| Resumo |
Introduzindo a antologia, Márcia Abreu nos faz uma apresentação bastante delicada da literatura de cordel no Brasil, revelando-nos as inúmeras transformações do gênero no decorrer do tempo, desde sua origem puramente oral e nordestina, até a impressão dos folhetos em papel colorido, já sem a presença das antigas xilogravuras. Ficamos conhecendo, também, os principais subgêneros do cordel: as pelejas, as histórias de amor e as de luta e os relatos históricos, bem como alguns dos poetas de maior destaque.
O que fica mais evidente, porém, é o fascínio que essa manifestação popular de literatura exerceu em seus leitores, e o quanto ela se constituía como parte inseparável da vida das comunidades de onde provinha.

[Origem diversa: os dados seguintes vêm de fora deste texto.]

//! TOML config file loading.

use super::{ConfigError, MigrationConfig, MoverOptions};
use crate::repository::RepoRef;
use crate::templates::TemplateSet;
use crate::tracker::StateFilter;
use serde::Deserialize;
use std::path::Path;
use std::time::Duration;
use tracing::debug;

/// Contents of an `issue-mover.toml` file.
///
/// Every field is optional so that command line flags can fill the gaps.
///
/// ```toml
/// source = "octo/old-home"
/// target = "octo/new-home"
/// state = "all"
/// labels = ["bug", "regression"]
/// delay-ms = 750
///
/// [templates]
/// link = "Moved to {{url}}"
/// ```
#[derive(Debug, Clone, Default, Deserialize)]
#[serde(rename_all = "kebab-case", deny_unknown_fields)]
pub struct MoverFile {
    /// Repository to move issues out of.
    pub source: Option<RepoRef>,

    /// Repository to move issues into.
    pub target: Option<RepoRef>,

    /// Which source issues to list.
    pub state: Option<StateFilter>,

    /// Any-of label filter.
    #[serde(default)]
    pub labels: Vec<String>,

    /// Pause between requests in milliseconds.
    pub delay_ms: Option<u64>,

    /// Page size for list calls.
    pub per_page: Option<u8>,

    /// Only report what would be moved.
    #[serde(default)]
    pub dry_run: bool,

    /// Body template overrides.
    #[serde(default)]
    pub templates: TemplateSet,
}

impl MoverFile {
    /// Loads and validates a config file.
    ///
    /// # Errors
    ///
    /// Returns [`ConfigError`] if the file cannot be read, is not valid TOML,
    /// or fails validation.
    pub fn load(path: &Path) -> Result<Self, ConfigError> {
        debug!(path = %path.display(), "Loading config file");

        let content = std::fs::read_to_string(path).map_err(|e| ConfigError::IoError {
            path: path.display().to_string(),
            source: e,
        })?;

        let file: Self = toml::from_str(&content).map_err(|e| ConfigError::TomlError {
            path: path.display().to_string(),
            source: e,
        })?;

        file.validate(&path.display().to_string())?;
        Ok(file)
    }

    /// Builds the migration config, requiring both repositories.
    ///
    /// # Errors
    ///
    /// Returns [`ConfigError::MissingRepositories`] if either side is unset.
    pub fn migration_config(&self) -> Result<MigrationConfig, ConfigError> {
        let (Some(source), Some(target)) = (self.source.clone(), self.target.clone()) else {
            return Err(ConfigError::MissingRepositories);
        };

        Ok(MigrationConfig::new(source, target)
            .with_state(self.state.unwrap_or_default())
            .with_labels(self.labels.iter().cloned()))
    }

    /// Builds run options, falling back to defaults for unset fields.
    #[must_use]
    pub fn options(&self) -> MoverOptions {
        let mut options = MoverOptions::default().with_dry_run(self.dry_run);
        if let Some(delay_ms) = self.delay_ms {
            options = options.with_delay(Duration::from_millis(delay_ms));
        }
        if let Some(per_page) = self.per_page {
            options = options.with_per_page(per_page);
        }
        options
    }

    /// Checks the values that serde cannot check on its own.
    ///
    /// `origin` names where the values came from (a file path, or the
    /// command line after flags were merged in) and is used in errors.
    ///
    /// # Errors
    ///
    /// Returns [`ConfigError::ValidationError`] if source and target are the
    /// same repository, the page size is out of range, or a label is blank.
    pub fn validate(&self, origin: &str) -> Result<(), ConfigError> {
        let path_str = origin.to_string();

        if let (Some(source), Some(target)) = (&self.source, &self.target) {
            if source == target {
                return Err(ConfigError::ValidationError {
                    path: path_str,
                    message: "source and target must be different repositories".to_string(),
                });
            }
        }

        if let Some(per_page) = self.per_page {
            if !(1..=100).contains(&per_page) {
                return Err(ConfigError::ValidationError {
                    path: path_str,
                    message: format!("per-page must be between 1 and 100, got {per_page}"),
                });
            }
        }

        if self.labels.iter().any(|label| label.trim().is_empty()) {
            return Err(ConfigError::ValidationError {
                path: path_str,
                message: "labels must not be blank".to_string(),
            });
        }

        Ok(())
    }
}
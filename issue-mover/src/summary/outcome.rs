//! Per-issue outcome types.

use serde::Serialize;
use std::fmt;

/// Why an issue was left in place.
#[derive(Debug, Clone, Copy, PartialEq, Eq, Serialize)]
#[serde(rename_all = "snake_case")]
pub enum SkipReason {
    /// The entry is a pull request, not an issue.
    PullRequest,

    /// A label filter is set and none of the issue's labels are in it.
    LabelMismatch,
}

impl fmt::Display for SkipReason {
    fn fmt(&self, f: &mut fmt::Formatter<'_>) -> fmt::Result {
        match self {
            Self::PullRequest => f.write_str("pull request"),
            Self::LabelMismatch => f.write_str("no matching label"),
        }
    }
}

/// Result of handling a single source issue.
#[derive(Debug, Clone, PartialEq, Eq, Serialize)]
#[serde(tag = "status", rename_all = "snake_case")]
pub enum IssueOutcome {
    /// Issue was copied to the target and closed in the source.
    Moved {
        /// Number of the original issue.
        source_number: u64,
        /// Number of the copy in the target repository.
        target_number: u64,
        /// URL of the copy.
        url: String,
        /// Comments copied.
        comments: usize,
    },

    /// Issue did not qualify.
    Skipped {
        /// Number of the original issue.
        number: u64,
        /// Reason for skipping.
        reason: SkipReason,
    },

    /// Dry run: issue would have been moved.
    Planned {
        /// Number of the original issue.
        number: u64,
        /// Title of the original issue.
        title: String,
    },
}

À medida que percorremos o livro, temos a oportunidade de entrar em contato com alguns folhetos originais de cordel. Descobrimos, primeiramente, os desaforos intermináveis da Peleja do Cego Aderaldo com Zé Pretinho; uma história de amor em tom de conto-de-fadas moderno, no Romance do Pavão Misterioso; um relato emocionado de um momento histórico que culminou no suicídio de um presidente, em A morte do Presidente Getúlio Vargas; as estripulias e malandragens de um personagem bem conhecido, em As proezas de João Grilo; e, por fim, a descrição fantástica de um país quase ideal, em Viagem a São Saruê.